Percentage/ratio cost differences are not *exactly* what drive cost-based
decisions. To illustrate why, consider these two hypothetical scenarios:

1. A 1 TB hard disk costs $100 and a 1 TB SSD costs $1000.
2. A 1 TB hard disk costs $1 and a 1 TB SSD costs $10.

In both cases the SSD is 10 times more expensive -- 1000%. But in Case #2
*both* are more affordable -- both experience 99% price drops -- and both
more easily fit within more budgets. SSD only has to get affordable
enough to take over more use cases from hard disks. Said another way,
absolute prices matter. Said yet another way, the zero lower bound matters.
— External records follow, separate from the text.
// Retry with exponential backoff

use std::future::Future;
use std::time::Duration;
use tokio::time::sleep;
use tracing::warn;

#[derive(Debug, Clone, Copy)]
pub struct RetryPolicy {
    pub max_attempts: u32,
    pub base_delay: Duration,
    pub max_delay: Duration,
}

impl Default for RetryPolicy {
    fn default() -> Self {
        Self {
            max_attempts: 3,
            base_delay: Duration::from_millis(500),
            max_delay: Duration::from_secs(8),
        }
    }
}

impl RetryPolicy {
    /// Delay before retry number `attempt` (1-based)
    pub fn delay_for(&self, attempt: u32) -> Duration {
        let factor = 2u32.saturating_pow(attempt.saturating_sub(1).min(16));
        self.base_delay.saturating_mul(factor).min(self.max_delay)
    }
}

/// Run `operation` until it succeeds, `is_retryable` rejects the error, or
/// `policy.max_attempts` is reached. The last error is returned.
pub async fn with_retry<F, Fut, T, E>(
    policy: RetryPolicy,
    mut operation: F,
    is_retryable: impl Fn(&E) -> bool,
) -> Result<T, E>
where
    F: FnMut() -> Fut,
    Fut: Future<Output = Result<T, E>>,
    E: std::fmt::Display,
{
    let mut attempt = 0;

    loop {
        match operation().await {
            Ok(result) => return Ok(result),
            Err(error) => {
                attempt += 1;
                if attempt >= policy.max_attempts || !is_retryable(&error) {
                    return Err(error);
                }

                let delay = policy.delay_for(attempt);
                warn!(attempt, delay_ms = delay.as_millis() as u64, error = %error, "Retrying after failure");
                sleep(delay).await;
            }
        }
    }
}
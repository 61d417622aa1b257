// Ayurveda Research - two-stage LLM pipeline over PubMed evidence

pub mod config;
pub mod models;
pub mod types;
pub mod agents;
pub mod knowledge;
pub mod llm;
pub mod search;    // Literature search (NCBI E-utilities)
pub mod routes;
pub mod middleware;
pub mod utils;

// Re-exports for convenience
pub use agents::{RequestOptions, ResearchPipeline};
pub use config::Config;
pub use models::AppState;
// Note: Import specific items from types module instead of glob to avoid name conflicts
// e.g., use ayurveda_research::types::{LLMRequest, LLMResponse, AppResult};

pub fn create_router(state: AppState) -> axum::Router {
    routes::create_router(state)
}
A lot of people overlook this reality, but it's a frequent phenomenon in
many markets.


Timothy Sipples
IT Architect Executive, zEnterprise Industry Solutions, AP/GCG/MEA


E-Mail: sipp...@sg.ibm.com
--
For IBM-MAIN subscribe / signoff / archive access instructions,
send email to lists...@listserv.ua.edu with the message: INFO IBM-MAIN


Re: Death of spinning disk?

2014-11-30 Thread Anne Lynn Wheeler
sipp...@sg.ibm.com (Timothy Sipples) writes:
 Percentage/ratio cost differences are not *exactly* what drive cost-based
 decisions. To illustrate why, consider these two hypothetical scenarios:

 1. A 1 TB hard disk costs $100 and a 1 TB SSD costs $1000.
 2. A 1 TB hard disk costs $1 and a 1 TB SSD costs $10.

 In both cases the SSD is 10 times more expensive -- 1000%. But in Case #2
 *both* are more affordable -- both experience 99% price drops -- and both
 more easily fit within more budgets. SSD only has to get affordable
 enough to take over more use cases from hard disks. Said another way,
 absolute prices matter. Said yet another way, the zero lower bound matters.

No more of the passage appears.